Kanban is visual approach to project management methodology. The name is literally billboard in Japanese. It helps manage workflow by placing tasks on a Kanban board where workflow and progress is clear to all participants. Kanban helps improve inefficiencies, and has been used to schedule lean manufacturing in Agile projects.

Almost anyone can plan with Kanban boards, adding cards to represent project phases, task deadlines, people, ideas and more. Another process developed initially for manufacturing and for software teams, the Kanban method has since expanded and has been used in human resources, marketing, organizational strategy, executive process and accounts receivable and payable.

6. Event Chain Methodology

It’s ideal for projects with great uncertainty throughout the life cycle, which means that it can be applied to almost any project.
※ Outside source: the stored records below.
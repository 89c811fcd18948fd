// © 2022-2024 Jacob Riddle (ElementalAlchemist)
//
// This Source Code Form is subject to the terms of the Mozilla Public
// License, v. 2.0. If a copy of the MPL was not distributed with this
// file, You can obtain one at https://mozilla.org/MPL/2.0/.

use crate::components::form_field::FormField;
use crate::components::notifications::Notifications;
use crate::components::submit_button::SubmitButton;
use crate::config::RegistrationConfig;
use crate::dom::{query_param, PageNavigator};
use crate::http::{http_endpoint, FetchTransport};
use crate::page_utils::set_page_title;
use crate::registration::context::{RegistrationContext, CALLBACK_URL_PARAM};
use crate::registration::form::FormInputs;
use crate::registration::submission::{RegistrationController, SubmissionState};
use crate::registration::validation::{validate_form, Field, FieldErrors};
use sycamore::futures::spawn_local_scoped;
use sycamore::prelude::*;
use web_sys::Event as WebEvent;

#[component]
pub fn RegistrationView<G: Html>(ctx: Scope<'_>) -> View<G> {
	log::debug!("Activating registration page");
	set_page_title("Register");

	let config: &RegistrationConfig = use_context(ctx);
	let notifications: &Notifications = use_context(ctx);

	let context = RegistrationContext::new(query_param(CALLBACK_URL_PARAM), config);
	let endpoint = http_endpoint(&config.endpoint_path).unwrap_or_else(|| {
		log::error!("Failed to resolve the registration endpoint against the page address");
		config.endpoint_path.clone()
	});
	let controller = create_ref(
		ctx,
		RegistrationController::new(
			FetchTransport::new(endpoint, config.request_timeout),
			PageNavigator,
			notifications.clone(),
			context,
			config.success_message.clone(),
		),
	);
	log::debug!("Registration will continue to {}", controller.context().callback_url());
	// Nothing should keep running for a page that's gone
	on_cleanup(ctx, move || controller.transport().abort_in_flight());

	let name_signal = create_signal(ctx, String::new());
	let email_signal = create_signal(ctx, String::new());
	let password_signal = create_signal(ctx, String::new());
	let confirm_password_signal = create_signal(ctx, String::new());

	let form_inputs = create_memo(ctx, || FormInputs {
		name: (*name_signal.get()).clone(),
		email: (*email_signal.get()).clone(),
		password: (*password_signal.get()).clone(),
		confirm_password: (*confirm_password_signal.get()).clone(),
	});

	// Errors stay hidden until the first submission attempt, then follow every change
	let submit_attempted_signal = create_signal(ctx, false);
	let field_errors = create_memo(ctx, || {
		if *submit_attempted_signal.get() {
			validate_form(&form_inputs.get())
		} else {
			FieldErrors::default()
		}
	});
	let name_error = create_memo(ctx, || field_errors.get().get(Field::Name));
	let email_error = create_memo(ctx, || field_errors.get().get(Field::Email));
	let password_error = create_memo(ctx, || field_errors.get().get(Field::Password));
	let confirm_password_error = create_memo(ctx, || field_errors.get().get(Field::ConfirmPassword));

	let submission_state = controller.state();
	let submitting_signal = create_memo(ctx, move || *submission_state.get() == SubmissionState::Submitting);

	let form_submission_handler = move |event: WebEvent| {
		event.prevent_default();
		submit_attempted_signal.set(true);
		if controller.is_submitting() {
			return;
		}

		let inputs = (*form_inputs.get()).clone();
		spawn_local_scoped(ctx, async move {
			controller.submit(&inputs).await;
		});
	};

	let sign_in_link = controller.context().sign_in_link();

	view! {
		ctx,
		div(id="register_page") {
			h1(id="register_heading") { "User Registration" }
			div(class="card") {
				div(class="card_body") {
					h2(class="card_title") { "Register" }
					form(id="register_user", on:submit=form_submission_handler) {
						FormField(id="name", label="Name", input_type="text", value=name_signal, error=name_error)
						FormField(id="email", label="Email", input_type="text", value=email_signal, error=email_error)
						FormField(id="password", label="Password", input_type="password", value=password_signal, error=password_error)
						FormField(
							id="confirmPassword",
							label="Confirm Password",
							input_type="password",
							value=confirm_password_signal,
							error=confirm_password_error
						)
						div(class="form_field") {
							SubmitButton(label="Register", submitting=submitting_signal)
						}
					}
					div(class="divider") {}
					div(id="register_sign_in") {
						"Already have an account? "
						a(class="link", href=sign_in_link, rel="external") { "Login" }
					}
				}
			}
		}
	}
}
ECM is based on six principles: moment of risk and state of activity, event chains, Monte Carlo simulations, critical event chains, performance tracking with event chains and event chain diagrams.

ECM emphasizes identifying and managing events that impact the project schedule. It’s related to the critical path method and critical chain project management software, and helps with more accurate estimating and scheduling plans.

7. Lean

Lean is what you’d think from its name: a way to cut waste and in so doing increase value. So, lean focuses on key processes to continuously be impacting positively on value. It does this by optimizing separate technologies, assets and verticals.

Among others in the manufacturing space and countless startups and software development firms looking to drive products focused on the end user. Lean was first developed by Toyota and is obviously a great methodology for manufacturing, but it has been adopted by construction and education industries.

Toyota picked up on the idea, as well, extending their idea beyond manufacturing to the process of the product. Lean as a method of project management goes back to Henry Ford and his flow production for automating the process of building cars.